[Records contained in a dataset]
......

use thiserror::Error;

use crate::model::ErrorKind;

/// Errors reported by a simulation engine backend
#[derive(Debug, Error)]
pub enum EngineError {
    /// Engine rejected a variable assignment
    #[error("cannot set {name}: {reason}")]
    Configuration { name: String, reason: String },
    /// Engine setup command failed
    #[error("setup failed: {0}")]
    Setup(String),
    /// Engine failed while advancing one tick
    #[error("step failed: {0}")]
    Step(String),
    /// Engine failed or returned malformed data for a report expression
    #[error("query `{expression}` failed: {reason}")]
    Query { expression: String, reason: String },
    /// Engine could not be started or its channel broke
    #[error("engine unavailable: {0}")]
    Unavailable(String),
}

impl EngineError {
    pub fn query(expression: impl Into<String>, reason: impl Into<String>) -> Self {
        EngineError::Query {
            expression: expression.into(),
            reason: reason.into(),
        }
    }

    pub fn configuration(name: impl Into<String>, reason: impl Into<String>) -> Self {
        EngineError::Configuration {
            name: name.into(),
            reason: reason.into(),
        }
    }

    /// Classification used on error records
    pub fn kind(&self) -> ErrorKind {
        match self {
            EngineError::Configuration { .. } | EngineError::Unavailable(_) => {
                ErrorKind::Configuration
            }
            EngineError::Setup(_) => ErrorKind::Setup,
            EngineError::Step(_) => ErrorKind::Step,
            EngineError::Query { .. } => ErrorKind::Query,
        }
    }
}

/// Failure of a single run, converted to an error record by the controller
#[derive(Debug, Error)]
pub enum RunError {
    #[error(transparent)]
    Engine(#[from] EngineError),
    /// A swept parameter is unknown or has the wrong type for the model
    #[error("invalid parameter {name}: {reason}")]
    Parameter { name: String, reason: String },
    #[error("transaction log: {0}")]
    Io(#[from] std::io::Error),
    #[error("transaction log: {0}")]
    Csv(#[from] csv::Error),
}

impl RunError {
    pub fn parameter(name: impl Into<String>, reason: impl Into<String>) -> Self {
        RunError::Parameter {
            name: name.into(),
            reason: reason.into(),
        }
    }

    pub fn kind(&self) -> ErrorKind {
        match self {
            RunError::Engine(e) => e.kind(),
            RunError::Parameter { .. } => ErrorKind::Configuration,
            RunError::Io(_) | RunError::Csv(_) => ErrorKind::Io,
        }
    }
}

/// Broken contract between run controllers and the aggregator.
///
/// This is the only error class that aborts a sweep.
#[derive(Debug, Clone, PartialEq, Eq, Error)]
pub enum AggregationError {
    #[error("outcome for run {run_index} does not belong to a sweep of {run_count} runs")]
    UnknownRun { run_index: usize, run_count: usize },
    #[error("run {0} reported more than one outcome")]
    DuplicateRun(usize),
    #[error("run {0} reported no outcome")]
    MissingRun(usize),
}

/// Failure to write or read a sweep artifact
#[derive(Debug, Error)]
pub enum ArtifactError {
    #[error("io error on {path}: {source}")]
    Io {
        path: String,
        #[source]
        source: std::io::Error,
    },
    #[error("csv error: {0}")]
    Csv(#[from] csv::Error),
    #[error("json error: {0}")]
    Json(#[from] serde_json::Error),
}

impl ArtifactError {
    pub fn io(path: &std::path::Path, source: std::io::Error) -> Self {
        ArtifactError::Io {
            path: path.display().to_string(),
            source,
        }
    }
}

/// Errors that abort a whole sweep
#[derive(Debug, Error)]
pub enum SweepError {
    #[error(transparent)]
    Aggregation(#[from] AggregationError),
    #[error(transparent)]
    Artifact(#[from] ArtifactError),
}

......

Print every record exactly as written.

## Expected output
use thiserror::Error;

use crate::model::ErrorKind;

/// Errors reported by a simulation engine backend
#[derive(Debug, Error)]
pub enum EngineError {
    /// Engine rejected a variable assignment
    #[error("cannot set {name}: {reason}")]
    Configuration { name: String, reason: String },
    /// Engine setup command failed
    #[error("setup failed: {0}")]
    Setup(String),
    /// Engine failed while advancing one tick
    #[error("step failed: {0}")]
    Step(String),
    /// Engine failed or returned malformed data for a report expression
    #[error("query `{expression}` failed: {reason}")]
    Query { expression: String, reason: String },
    /// Engine could not be started or its channel broke
    #[error("engine unavailable: {0}")]
    Unavailable(String),
}

impl EngineError {
    pub fn query(expression: impl Into<String>, reason: impl Into<String>) -> Self {
        EngineError::Query {
            expression: expression.into(),
            reason: reason.into(),
        }
    }

    pub fn configuration(name: impl Into<String>, reason: impl Into<String>) -> Self {
        EngineError::Configuration {
            name: name.into(),
            reason: reason.into(),
        }
    }

    /// Classification used on error records
    pub fn kind(&self) -> ErrorKind {
        match self {
            EngineError::Configuration { .. } | EngineError::Unavailable(_) => {
                ErrorKind::Configuration
            }
            EngineError::Setup(_) => ErrorKind::Setup,
            EngineError::Step(_) => ErrorKind::Step,
            EngineError::Query { .. } => ErrorKind::Query,
        }
    }
}

/// Failure of a single run, converted to an error record by the controller
#[derive(Debug, Error)]
pub enum RunError {
    #[error(transparent)]
    Engine(#[from] EngineError),
    /// A swept parameter is unknown or has the wrong type for the model
    #[error("invalid parameter {name}: {reason}")]
    Parameter { name: String, reason: String },
    #[error("transaction log: {0}")]
    Io(#[from] std::io::Error),
    #[error("transaction log: {0}")]
    Csv(#[from] csv::Error),
}

impl RunError {
    pub fn parameter(name: impl Into<String>, reason: impl Into<String>) -> Self {
        RunError::Parameter {
            name: name.into(),
            reason: reason.into(),
        }
    }

    pub fn kind(&self) -> ErrorKind {
        match self {
            RunError::Engine(e) => e.kind(),
            RunError::Parameter { .. } => ErrorKind::Configuration,
            RunError::Io(_) | RunError::Csv(_) => ErrorKind::Io,
        }
    }
}

/// Broken contract between run controllers and the aggregator.
///
/// This is the only error class that aborts a sweep.
#[derive(Debug, Clone, PartialEq, Eq, Error)]
pub enum AggregationError {
    #[error("outcome for run {run_index} does not belong to a sweep of {run_count} runs")]
    UnknownRun { run_index: usize, run_count: usize },
    #[error("run {0} reported more than one outcome")]
    DuplicateRun(usize),
    #[error("run {0} reported no outcome")]
    MissingRun(usize),
}

/// Failure to write or read a sweep artifact
#[derive(Debug, Error)]
pub enum ArtifactError {
    #[error("io error on {path}: {source}")]
    Io {
        path: String,
        #[source]
        source: std::io::Error,
    },
    #[error("csv error: {0}")]
    Csv(#[from] csv::Error),
    #[error("json error: {0}")]
    Json(#[from] serde_json::Error),
}

impl ArtifactError {
    pub fn io(path: &std::path::Path, source: std::io::Error) -> Self {
        ArtifactError::Io {
            path: path.display().to_string(),
            source,
        }
    }
}

/// Errors that abort a whole sweep
#[derive(Debug, Error)]
pub enum SweepError {
    #[error(transparent)]
    Aggregation(#[from] AggregationError),
    #[error(transparent)]
    Artifact(#[from] ArtifactError),
}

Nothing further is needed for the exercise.